Fertilizers contain essential macronutrients, including nitrogen, phosphorus, and potassium, which support plant growth by promoting leaf and stem development, root expansion, and cellular water balance [
19,
20]. However, fertilizer ingestion can irritate the gastrointestinal mucosa through changes in the gastric pH and osmotic imbalance, potentially leading to vomiting, hypersalivation, and diarrhea [
10]. Nitrogen-based fertilizers may react with gastric fluid to form ammonia, which can cause protein denaturation and mucosal injury. At the same time, calcium phosphate can dissolve in gastric acid, further aggravating mucosal irritation [
10]. High phosphorus and potassium concentrations in fertilizers may increase the luminal osmotic pressure, leading to osmotic diarrhea and fluid shifts that contribute to dehydration.
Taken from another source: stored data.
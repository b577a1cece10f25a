// src/fs/mock.rs

use super::{normalize_path, FileSystem};
use anyhow::{anyhow, Result};
use std::collections::BTreeMap;
use std::io::{Cursor, Read};
use std::path::{Path, PathBuf};
use std::sync::{Arc, Mutex};
use std::time::{Duration, SystemTime};

#[derive(Debug, Clone)]
pub enum MockEntry {
    /// File contents plus the logical clock tick of the last write.
    File { content: Vec<u8>, mtime: u64 },
    Dir,
}

#[derive(Debug, Default)]
struct MockState {
    entries: BTreeMap<PathBuf, MockEntry>,
    clock: u64,
}

/// In-memory filesystem.
///
/// Modification times come from a logical clock that advances on every
/// write, so "written later" always means "strictly newer" without sleeping.
/// Paths are normalised on the way in, so `./runs/x` and `runs/x` name the
/// same entry.
#[derive(Debug, Clone, Default)]
pub struct MockFileSystem {
    state: Arc<Mutex<MockState>>,
}

impl MockFileSystem {
    pub fn new() -> Self {
        let fs = Self::default();
        // Ensure root exists
        fs.state
            .lock()
            .unwrap()
            .entries
            .insert(PathBuf::from("."), MockEntry::Dir);
        fs
    }

    pub fn add_file(&self, path: impl AsRef<Path>, content: impl Into<Vec<u8>>) {
        let path = normalize_path(path.as_ref());
        let mut state = self.state.lock().unwrap();
        state.clock += 1;
        let mtime = state.clock;
        ensure_parents(&mut state.entries, &path);
        state.entries.insert(
            path,
            MockEntry::File {
                content: content.into(),
                mtime,
            },
        );
    }

    pub fn add_dir(&self, path: impl AsRef<Path>) {
        let path = normalize_path(path.as_ref());
        let mut state = self.state.lock().unwrap();
        ensure_parents(&mut state.entries, &path);
        state.entries.entry(path).or_insert(MockEntry::Dir);
    }

    /// Bump the modification time of an existing file without changing it.
    pub fn touch(&self, path: impl AsRef<Path>) {
        let path = normalize_path(path.as_ref());
        let mut state = self.state.lock().unwrap();
        state.clock += 1;
        let now = state.clock;
        if let Some(MockEntry::File { mtime, .. }) = state.entries.get_mut(&path) {
            *mtime = now;
        }
    }

    /// All file paths currently stored, in sorted order.
    pub fn files(&self) -> Vec<PathBuf> {
        let state = self.state.lock().unwrap();
        state
            .entries
            .iter()
            .filter(|(_, e)| matches!(e, MockEntry::File { .. }))
            .map(|(p, _)| p.clone())
            .collect()
    }

    fn with_file<T>(&self, path: &Path, f: impl FnOnce(&Vec<u8>, u64) -> T) -> Result<T> {
        let path = normalize_path(path);
        let state = self.state.lock().unwrap();
        match state.entries.get(&path) {
            Some(MockEntry::File { content, mtime }) => Ok(f(content, *mtime)),
            Some(MockEntry::Dir) => Err(anyhow!("Is a directory: {:?}", path)),
            None => Err(anyhow!("File not found: {:?}", path)),
        }
    }
}

fn parent_of(path: &Path) -> Option<PathBuf> {
    match path.parent() {
        Some(p) if p.as_os_str().is_empty() => Some(PathBuf::from(".")),
        Some(p) => Some(p.to_path_buf()),
        None => None,
    }
}

fn ensure_parents(entries: &mut BTreeMap<PathBuf, MockEntry>, path: &Path) {
    let mut current = parent_of(path);
    while let Some(dir) = current {
        if dir == path {
            break;
        }
        let next = if dir.as_os_str() == "." {
            None
        } else {
            parent_of(&dir)
        };
        entries.entry(dir).or_insert(MockEntry::Dir);
        current = next;
    }
}

impl FileSystem for MockFileSystem {
    fn read_to_string(&self, path: &Path) -> Result<String> {
        self.with_file(path, |content, _| String::from_utf8(content.clone()))?
            .map_err(|e| anyhow!("Invalid UTF-8: {}", e))
    }

    fn open_read(&self, path: &Path) -> Result<Box<dyn Read + Send>> {
        let content = self.with_file(path, |content, _| content.clone())?;
        Ok(Box::new(Cursor::new(content)))
    }

    fn write(&self, path: &Path, contents: &[u8]) -> Result<()> {
        if self.is_dir(path) {
            return Err(anyhow!("Is a directory: {:?}", path));
        }
        self.add_file(path, contents);
        Ok(())
    }

    fn exists(&self, path: &Path) -> bool {
        let state = self.state.lock().unwrap();
        state.entries.contains_key(&normalize_path(path))
    }

    fn is_file(&self, path: &Path) -> bool {
        let state = self.state.lock().unwrap();
        matches!(
            state.entries.get(&normalize_path(path)),
            Some(MockEntry::File { .. })
        )
    }

    fn is_dir(&self, path: &Path) -> bool {
        let state = self.state.lock().unwrap();
        matches!(state.entries.get(&normalize_path(path)), Some(MockEntry::Dir))
    }

    fn modified(&self, path: &Path) -> Result<SystemTime> {
        let tick = self.with_file(path, |_, mtime| mtime)?;
        Ok(SystemTime::UNIX_EPOCH + Duration::from_secs(tick))
    }

    fn create_dir_all(&self, path: &Path) -> Result<()> {
        if self.is_file(path) {
            return Err(anyhow!("Is a file: {:?}", path));
        }
        self.add_dir(path);
        Ok(())
    }

    fn remove_file(&self, path: &Path) -> Result<()> {
        let path = normalize_path(path);
        let mut state = self.state.lock().unwrap();
        match state.entries.get(&path) {
            Some(MockEntry::File { .. }) => {
                state.entries.remove(&path);
                Ok(())
            }
            Some(MockEntry::Dir) => Err(anyhow!("Is a directory: {:?}", path)),
            None => Err(anyhow!("File not found: {:?}", path)),
        }
    }

    fn remove_dir_all(&self, path: &Path) -> Result<()> {
        let path = normalize_path(path);
        let mut state = self.state.lock().unwrap();
        if !matches!(state.entries.get(&path), Some(MockEntry::Dir)) {
            return Err(anyhow!("Not a directory or not found: {:?}", path));
        }
        state.entries.retain(|p, _| !p.starts_with(&path));
        Ok(())
    }

    fn read_dir(&self, path: &Path) -> Result<Vec<PathBuf>> {
        let path = normalize_path(path);
        let state = self.state.lock().unwrap();
        match state.entries.get(&path) {
            Some(MockEntry::Dir) => Ok(state
                .entries
                .keys()
                .filter(|p| **p != path && parent_of(p).as_deref() == Some(path.as_path()))
                .cloned()
                .collect()),
            _ => Err(anyhow!("Not a directory or not found: {:?}", path)),
        }
    }
}
pub mod builders;
pub mod fake_executor;

use std::sync::{Arc, Once};

use fastpipe::config::ConfigFile;
use fastpipe::engine::RunReport;
use fastpipe::errors::Result;
use fastpipe::Project;
use tracing_subscriber::{fmt, EnvFilter};

use crate::builders::ProjectFixture;
use crate::fake_executor::FakeCommandRunner;

static INIT: Once = Once::new();

/// Initialise tracing for tests.
///
/// - Uses `with_test_writer()`, so logs are captured per-test.
/// - The Rust test harness only prints captured output for **failing** tests
///   (unless you run with `-- --nocapture`).
///
/// Enable levels with e.g.:
/// `RUST_LOG=debug cargo test`
pub fn init_tracing() {
    INIT.call_once(|| {
        let filter =
            EnvFilter::try_from_default_env().unwrap_or_else(|_| EnvFilter::new("info"));

        fmt()
            .with_env_filter(filter)
            .with_test_writer() // print only for failing tests unless --nocapture
            .with_target(true)
            .init();
    });
}

/// Run a future with a 5-second timeout.
#[allow(dead_code)]
pub async fn with_timeout<F, T>(f: F) -> T
where
    F: std::future::Future<Output = T>,
{
    tokio::time::timeout(std::time::Duration::from_secs(5), f)
        .await
        .expect("Test timed out after 5 seconds")
}

/// A project rooted at `.` of the fixture's in-memory tree.
pub fn project(fixture: &ProjectFixture, cfg: ConfigFile) -> Project {
    Project::new(fixture.fs(), ".", cfg)
}

/// Run `selection` against the fixture with `runner` standing in for the
/// external tools.
pub async fn run_pipeline(
    fixture: &ProjectFixture,
    cfg: &ConfigFile,
    runner: &FakeCommandRunner,
    selection: &[&str],
) -> Result<RunReport> {
    let selection: Vec<String> = selection.iter().map(|s| s.to_string()).collect();
    let runner: Arc<FakeCommandRunner> = Arc::new(runner.clone());
    with_timeout(project(fixture, cfg.clone()).run(runner, &selection)).await
}
mod common;

use std::sync::{Arc, Mutex};

use common::*;
use fastpipe::exec::command::RunFuture;
use fastpipe::exec::CommandRunner;
use fastpipe::tasks::{CommandSpec, Task};
use fastpipe_test_utils::builders::{ConfigFileBuilder, ProjectFixture};
use fastpipe_test_utils::{init_tracing, project};
use tokio::sync::oneshot;

/// Requests shutdown on its first call and then never finishes.
struct StallingRunner {
    trigger: Mutex<Option<oneshot::Sender<()>>>,
    calls: Mutex<Vec<String>>,
}

impl CommandRunner for StallingRunner {
    fn run<'a>(&'a self, task: &'a Task, _spec: &'a CommandSpec) -> RunFuture<'a> {
        Box::pin(async move {
            self.calls.lock().unwrap().push(task.name.clone());
            if let Some(tx) = self.trigger.lock().unwrap().take() {
                let _ = tx.send(());
            }
            std::future::pending::<()>().await;
            Ok(0)
        })
    }
}

#[tokio::test]
async fn shutdown_abandons_the_run_and_skips_later_phases() -> TestResult {
    init_tracing();

    let fixture = ProjectFixture::standard();
    let cfg = ConfigFileBuilder::new().build();

    let (tx, rx) = oneshot::channel();
    let runner = Arc::new(StallingRunner {
        trigger: Mutex::new(Some(tx)),
        calls: Mutex::new(Vec::new()),
    });

    let project = project(&fixture, cfg);
    let report = tokio::time::timeout(
        std::time::Duration::from_secs(5),
        project.run_until(runner.clone(), &[], async move {
            let _ = rx.await;
        }),
    )
    .await
    .expect("run did not stop after shutdown")?;

    assert!(report.was_interrupted(), "{report:?}");
    assert!(!report.is_success());

    let calls = runner.calls.lock().unwrap().clone();
    assert_eq!(calls.len(), 1, "only one command may start with one job");
    assert!(report.interrupted.contains(&calls[0]));

    // The simulation phase never started.
    assert!(report
        .interrupted
        .iter()
        .chain(report.executed.iter())
        .all(|n| !n.starts_with("openfast:") && !n.starts_with("turbsim:")));
    assert!(!fixture.exists("runs/steady_wind/ws8.0/main.out"));
    Ok(())
}
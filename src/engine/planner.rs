// src/engine/planner.rs

//! Phased task generation.
//!
//! Some generators enumerate files that other generators' tasks produce
//! (`openfast` looks at `runs/`, which `prepare_fast_input` fills). Such a
//! generator declares `created_after`, and is only asked for its tasks once
//! the phase holding that basename has executed. Phase 0 holds every
//! generator without `created_after`.

use std::collections::{BTreeSet, HashMap, HashSet};
use std::sync::Arc;

use tracing::{debug, info};

use crate::dag::{Scheduler, TaskGraph};
use crate::engine::report::RunReport;
use crate::engine::runtime::Runtime;
use crate::errors::{PipelineError, Result};
use crate::exec::ExecutorBackend;
use crate::tasks::{basename_of, generate_with_group, GenContext, Task, TaskGenerator, TaskName};

/// Generates tasks phase by phase and runs them.
pub struct Planner<'a> {
    ctx: GenContext<'a>,
    generators: Vec<Box<dyn TaskGenerator>>,
}

impl<'a> Planner<'a> {
    pub fn new(ctx: GenContext<'a>, generators: Vec<Box<dyn TaskGenerator>>) -> Self {
        Self { ctx, generators }
    }

    /// Generators grouped by phase, each phase in declaration order.
    pub fn phases(&self) -> Result<Vec<Vec<&dyn TaskGenerator>>> {
        let by_name: HashMap<&str, &dyn TaskGenerator> = self
            .generators
            .iter()
            .map(|g| (g.basename(), g.as_ref()))
            .collect();

        let mut phases: Vec<Vec<&dyn TaskGenerator>> = Vec::new();
        for generator in &self.generators {
            let phase = phase_of(generator.as_ref(), &by_name)?;
            if phases.len() <= phase {
                phases.resize_with(phase + 1, Vec::new);
            }
            phases[phase].push(generator.as_ref());
        }
        Ok(phases)
    }

    /// Generate every phase from the tree as it is now, without executing
    /// anything.
    pub fn plan(&self) -> Result<Plan> {
        let mut tasks = Vec::new();
        for phase in self.phases()? {
            for generator in phase {
                tasks.extend(generate_with_group(generator, &self.ctx)?);
            }
        }
        debug!(tasks = tasks.len(), "planned tasks");
        Ok(Plan {
            scheduler: Scheduler::from_tasks(tasks)?,
        })
    }

    /// Run `selection` (empty: everything), generating each phase right
    /// before it executes.
    ///
    /// Selecting a task of a deferred generator also runs the whole
    /// `created_after` family of that generator (and of the generator that
    /// one is created after, and so on), so the tree it enumerates is
    /// complete. A selected name that no
    /// generator produces is `TaskNotFound`.
    pub async fn run<E: ExecutorBackend>(
        &self,
        runtime: &mut Runtime<E>,
        selection: &[TaskName],
    ) -> Result<RunReport> {
        let phases = self.phases()?;
        let phase_by_basename: HashMap<&str, usize> = phases
            .iter()
            .enumerate()
            .flat_map(|(i, gens)| gens.iter().map(move |g| (g.basename(), i)))
            .collect();

        let mut selected_phases: Vec<usize> = Vec::new();
        for name in selection {
            match phase_by_basename.get(basename_of(name)) {
                Some(phase) => selected_phases.push(*phase),
                None => return Err(PipelineError::TaskNotFound(name.clone())),
            }
        }

        let last_phase = match selected_phases.iter().max() {
            Some(max) => *max,
            None => phases.len().saturating_sub(1),
        };

        let by_basename: HashMap<&str, &dyn TaskGenerator> = phases
            .iter()
            .flatten()
            .map(|g| (g.basename(), *g))
            .collect();

        // The created_after chain of each selected task's own generator.
        let mut pulled: BTreeSet<&str> = BTreeSet::new();
        for name in selection {
            let mut current = by_basename.get(basename_of(name)).copied();
            while let Some(after) = current.and_then(|g| g.created_after()) {
                if !pulled.insert(after) {
                    break;
                }
                current = by_basename.get(after).copied();
            }
        }

        let mut report = RunReport::default();

        for (index, generators) in phases.iter().enumerate().take(last_phase + 1) {
            let mut generated: Vec<Task> = Vec::new();
            for generator in generators {
                generated.extend(generate_with_group(*generator, &self.ctx)?);
            }
            let new_names: Vec<TaskName> = generated.iter().map(|t| t.name.clone()).collect();
            info!(phase = index, tasks = new_names.len(), "generated tasks");

            runtime.core_mut().scheduler_mut().extend(generated)?;

            let phase_selection: Vec<TaskName> = if selection.is_empty() {
                new_names
            } else {
                let scheduler = runtime.core().scheduler();
                let mut chosen = Vec::new();
                for name in selection {
                    if phase_by_basename.get(basename_of(name)) != Some(&index) {
                        continue;
                    }
                    if !scheduler.contains(name) {
                        return Err(PipelineError::TaskNotFound(name.clone()));
                    }
                    chosen.push(name.clone());
                }
                chosen.extend(
                    generators
                        .iter()
                        .map(|g| g.basename())
                        .filter(|b| pulled.contains(b))
                        .map(str::to_string),
                );
                chosen
            };

            if phase_selection.is_empty() {
                debug!(phase = index, "nothing selected in phase");
                continue;
            }

            let phase_report = runtime.run_phase(&phase_selection).await?;
            info!(phase = index, %phase_report, "phase finished");
            report.merge(phase_report);

            if runtime.shutdown_requested() {
                break;
            }
        }

        Ok(report)
    }
}

/// Phase index of `generator`: one more than the generator it is created
/// after.
fn phase_of<'g>(
    generator: &'g dyn TaskGenerator,
    by_name: &HashMap<&str, &'g dyn TaskGenerator>,
) -> Result<usize> {
    let mut phase = 0;
    let mut seen: HashSet<&str> = HashSet::new();
    let mut current = generator;
    seen.insert(current.basename());

    while let Some(after) = current.created_after() {
        let Some(next) = by_name.get(after) else {
            return Err(PipelineError::ConfigError(format!(
                "generator '{}' is created after unknown generator '{}'",
                current.basename(),
                after
            )));
        };
        if !seen.insert(after) {
            return Err(PipelineError::ConfigError(format!(
                "generators form a created_after cycle through '{}'",
                after
            )));
        }
        phase += 1;
        current = *next;
    }
    Ok(phase)
}

/// Every task of every phase, generated from the current tree.
#[derive(Debug)]
pub struct Plan {
    scheduler: Scheduler,
}

impl Plan {
    pub fn graph(&self) -> &TaskGraph {
        self.scheduler.graph()
    }

    pub fn task(&self, name: &str) -> Option<&Arc<Task>> {
        self.scheduler.task(name)
    }

    /// All tasks in name order.
    pub fn tasks(&self) -> impl Iterator<Item = &Arc<Task>> {
        self.scheduler.tasks()
    }

    /// `selection` plus everything it depends on, in execution order. An
    /// empty selection means every task.
    pub fn select(&self, selection: &[TaskName]) -> Result<Vec<Arc<Task>>> {
        for name in selection {
            if !self.scheduler.contains(name) {
                return Err(PipelineError::TaskNotFound(name.clone()));
            }
        }

        let graph = self.graph();
        let mut wanted: HashSet<TaskName> = HashSet::new();
        let mut stack: Vec<TaskName> = selection.to_vec();
        while let Some(name) = stack.pop() {
            if wanted.insert(name.clone()) {
                stack.extend(graph.dependencies_of(&name).iter().cloned());
            }
        }

        Ok(graph
            .topological_order()?
            .into_iter()
            .filter(|name| selection.is_empty() || wanted.contains(name))
            .filter_map(|name| self.scheduler.task(&name).cloned())
            .collect())
    }
}
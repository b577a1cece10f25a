// src/tasks/scan.rs

//! Directory enumeration for the task generators.
//!
//! Results are sorted so task lists and logs are stable between runs. A
//! directory that does not exist enumerates as empty.

use std::path::{Path, PathBuf};

use anyhow::{Context, Result};
use globset::{Glob, GlobMatcher};
use tracing::debug;

use crate::fs::{file_name_str, FileSystem};

fn entries(fs: &dyn FileSystem, dir: &Path) -> Result<Vec<PathBuf>> {
    if !fs.is_dir(dir) {
        debug!(dir = ?dir, "directory missing; nothing to enumerate");
        return Ok(Vec::new());
    }
    let mut entries = fs.read_dir(dir)?;
    entries.sort();
    Ok(entries)
}

/// Immediate subdirectories of `dir`.
pub fn subdirs(fs: &dyn FileSystem, dir: &Path) -> Result<Vec<PathBuf>> {
    Ok(entries(fs, dir)?
        .into_iter()
        .filter(|p| fs.is_dir(p))
        .collect())
}

/// Regular files directly inside `dir`.
pub fn files(fs: &dyn FileSystem, dir: &Path) -> Result<Vec<PathBuf>> {
    Ok(entries(fs, dir)?
        .into_iter()
        .filter(|p| fs.is_file(p))
        .collect())
}

fn file_name_matcher(pattern: &str) -> Result<GlobMatcher> {
    let glob = Glob::new(pattern).with_context(|| format!("invalid glob pattern: {pattern}"))?;
    Ok(glob.compile_matcher())
}

/// Files directly inside `dir` whose file name matches `pattern`
/// (e.g. `wind*.fst`).
pub fn glob_files(fs: &dyn FileSystem, dir: &Path, pattern: &str) -> Result<Vec<PathBuf>> {
    let matcher = file_name_matcher(pattern)?;
    Ok(files(fs, dir)?
        .into_iter()
        .filter(|p| matcher.is_match(file_name_str(p)))
        .collect())
}

/// Files anywhere below `root` whose file name matches `pattern`.
pub fn find_recursive(fs: &dyn FileSystem, root: &Path, pattern: &str) -> Result<Vec<PathBuf>> {
    let matcher = file_name_matcher(pattern)?;
    let mut found = Vec::new();
    let mut stack = vec![root.to_path_buf()];

    while let Some(dir) = stack.pop() {
        for path in entries(fs, &dir)? {
            if fs.is_dir(&path) {
                stack.push(path);
            } else if fs.is_file(&path) && matcher.is_match(file_name_str(&path)) {
                found.push(path);
            }
        }
    }

    found.sort();
    Ok(found)
}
Electrolyte abnormalities such as hyperkalemia and acidosis have been reported in humans after ingestion of NPK liquid fertilizers, especially in large amounts. In this case, hypokalemia was observed, which may reflect fluid loss and other contributing factors rather than direct potassium toxicity [
21]. The fertilizer concentration in this potting soil was relatively low (0.19%), making significant toxicity unlikely. Based on this concentration and the patient’s body weight (40 kg), approximately 10.5 kg of potting soil would need to be ingested to reach the threshold dose (0.5 g/kg) for potential gastrointestinal toxicity [
22]. Thus, clinically relevant toxicity from fertilizer components appears improbable in this case. While large-volume ingestion of concentrated fertilizers has been associated with acute kidney injury and gastrointestinal hemorrhage [
10], the minimal exposure in this case suggests that the fertilizer components were not the primary cause of the clinical signs. Nonetheless, cumulative exposure over time in cases of repeated ingestion cannot be fully dismissed, especially in dogs with existing gastrointestinal sensitivities.
Despite these findings, significant knowledge gaps remain regarding the dose-dependent toxicity, absorption kinetics, and long-term systemic effects of potting soil components in dogs [
23]. This case also highlights one of these limitations, as the ingested volume could not be quantified and was based solely on owner observation, making it difficult to establish a clear dose–response relationship. To address these limitations, future studies should include standardized dose–response experiments to identify the threshold at which gastrointestinal disturbances occur following ingestion of components such as cocopeat and zeolite. In addition, histopathological evaluations of gastrointestinal tissues may help assess mucosal irritation or inflammation associated with such exposures. Such studies would provide valuable insights into not only the local effects on the gastrointestinal tract but also the potential systemic consequences of chronic or repeated low-dose exposure. Addressing these knowledge gaps will refine veterinary diagnostic protocols and treatment strategies, ultimately improving clinical outcomes. Furthermore, increasing the awareness of pet owners and implementing pet-safe gardening practices, along with restricting access to hazardous materials, are essential steps for reducing exposure risks and improving animal health.